Revealing Phase Transition in Ni-Rich Cathodes via a Nondestructive Entropymetry Method

[Image: see text] With the expanding requirements of recent energy regulations and economic interest in high-performance batteries, the need to improve battery energy density and safety has gained prominence. High-energy-density lithium batteries, employed in next-generation energy storage devices, rely on nickel-rich cathode materials. Since they have extremely high charge/discharge capacity, high operating voltage, prolonged cycle life, and lower cost, nickel-rich cathode materials such as Ni-rich NCM (LiNi(x > 0.8)Co(y)Mn(z)O(2)) and Ni-rich NCA (LiNi(x > 0.8)Co(y)Al(z)O(2)) are of particular interest to researchers.
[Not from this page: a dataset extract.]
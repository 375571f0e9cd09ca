//! Shared utilities.

mod hash;

pub use hash::content_hash;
Several in situ characterization methodologies are currently used to understand lithium-ion battery electrode response and deterioration better. Nevertheless, in many contexts, these measurement methodologies must be combined with specially designed cells and electrode materials with distinct forms, which is sometimes inconvenient. As an alternative, thermo-voltammetric dynamic characterization may be utilized to describe the thermal internal characteristics of various electrode materials, such as the structural changes and electrode reactions that occur during charging and discharging. In this paper, a nondestructive entropy measurement method demonstrates that phase change occurs for NCM (LiNi(0.83)Co(0.12)Mn(0.05)O(2)) and NCA (LiNi(0.88)Co(0.09)Al(0.03)O(2)) at 40–30% of state of charge (SOC) and 90–80% of SOC, respectively. This is confirmed by ex situ X-ray diffraction (XRD) measurements for these highly popular cathodes.